The issue of climate change and its impact on human health has captured scientists' attention for decades. Recently, experts also try to understand the effects of this phenomenon on trees from various parts of the world. Advances in imaging technology help them explore forests from various parts of the world.


Search for the Cause of Longer Growing Season

It has been observed that urban trees tend to green up earlier and lose their seasonal vegetation leaves later as compared to trees in rural and natural areas. It was previously accepted that the longer growing seasons are largely caused by urban heat. However, a team of researchers led by Prof. Michael Alonzo from American University's College of Arts and Sciences challenged this theory.

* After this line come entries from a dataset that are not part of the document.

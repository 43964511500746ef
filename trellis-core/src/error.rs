//! Error taxonomy for the container.
//!
//! Every fallible container operation returns [`ContainerResult`]. Failures
//! during a single bean's creation are wrapped in
//! [`ContainerError::BeanCreation`] tagged with the bean name; disposal
//! failures are caught and logged by the destruction paths instead of
//! propagating.

use thiserror::Error;

/// Unified error type for all container operations.
#[derive(Debug, Error)]
pub enum ContainerError {
    /// No bean definition with the given name exists anywhere in the
    /// factory hierarchy.
    #[error("No bean named '{name}' is defined")]
    NoSuchBeanDefinition { name: String },

    /// Structural registry violation, e.g. a duplicate definition name or an
    /// alias colliding with another bean.
    #[error("Invalid bean definition: {message}")]
    BeanDefinitionStore { message: String },

    /// A structural mutation was attempted after `freeze_configuration`.
    #[error("Cannot {operation}: factory configuration is frozen")]
    ConfigurationFrozen { operation: String },

    /// An unresolvable construction cycle. `path` names the full cycle,
    /// e.g. `a -> b -> a`.
    #[error("Circular reference detected: {path}")]
    CircularReference { path: String },

    /// More than one autowire candidate matched and none could be singled
    /// out by the primary flag or a qualifier.
    #[error("No unique bean of type '{type_name}': matching candidates {candidates:?}")]
    AmbiguousDependency {
        type_name: String,
        candidates: Vec<String>,
    },

    /// A bean definition names a scope that has not been registered.
    #[error("No scope registered for name '{scope}'")]
    UnknownScope { scope: String },

    /// The type-conversion collaborator could not produce the target type.
    #[error("Cannot convert value '{value}' to target type '{target}'")]
    Conversion { value: String, target: String },

    /// Any failure during instantiation, population or post-processing,
    /// tagged with the bean under construction.
    #[error("Error creating bean '{bean}': {source}")]
    BeanCreation {
        bean: String,
        #[source]
        source: Box<ContainerError>,
    },

    /// A typed lookup found a bean of a different concrete type.
    #[error("Bean type mismatch: expected '{expected}', found '{found}'")]
    TypeMismatch { expected: String, found: String },

    #[error(transparent)]
    Other(#[from] anyhow::Error),
}

impl ContainerError {
    /// Wraps an error as a creation failure for `bean`, leaving circular
    /// reference errors untouched so the cycle report survives unwrapped.
    pub fn during_creation(bean: &str, err: ContainerError) -> ContainerError {
        match err {
            e @ ContainerError::CircularReference { .. } => e,
            e @ ContainerError::BeanCreation { .. } => e,
            e => ContainerError::BeanCreation {
                bean: bean.to_string(),
                source: Box::new(e),
            },
        }
    }

    /// Convenience constructor for [`ContainerError::BeanDefinitionStore`].
    pub fn store(message: impl Into<String>) -> ContainerError {
        ContainerError::BeanDefinitionStore {
            message: message.into(),
        }
    }
}

/// Result alias used throughout the crate.
pub type ContainerResult<T> = Result<T, ContainerError>;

Most research studies focus on urbanization and blame urban heat as the cause of a more extended growing season. Alonzo believes that although urban heat has a role in this phenomenon, scientists may be overstating its significance.

The former theory is supported by the data from moderate-resolution satellites producing pixelated images. As a result, a mixture of grasses, plants, and trees in every pixel appears like tree canopies in urban areas where greening up happens early.

Complex and varied vegetation can be observed along the streets of any city, where they mix closely and are interspersed with impervious surfaces. Pixelated images from the type of satellite formerly used by scientists do not allow the individual study of the vegetation nor provide imagery daily.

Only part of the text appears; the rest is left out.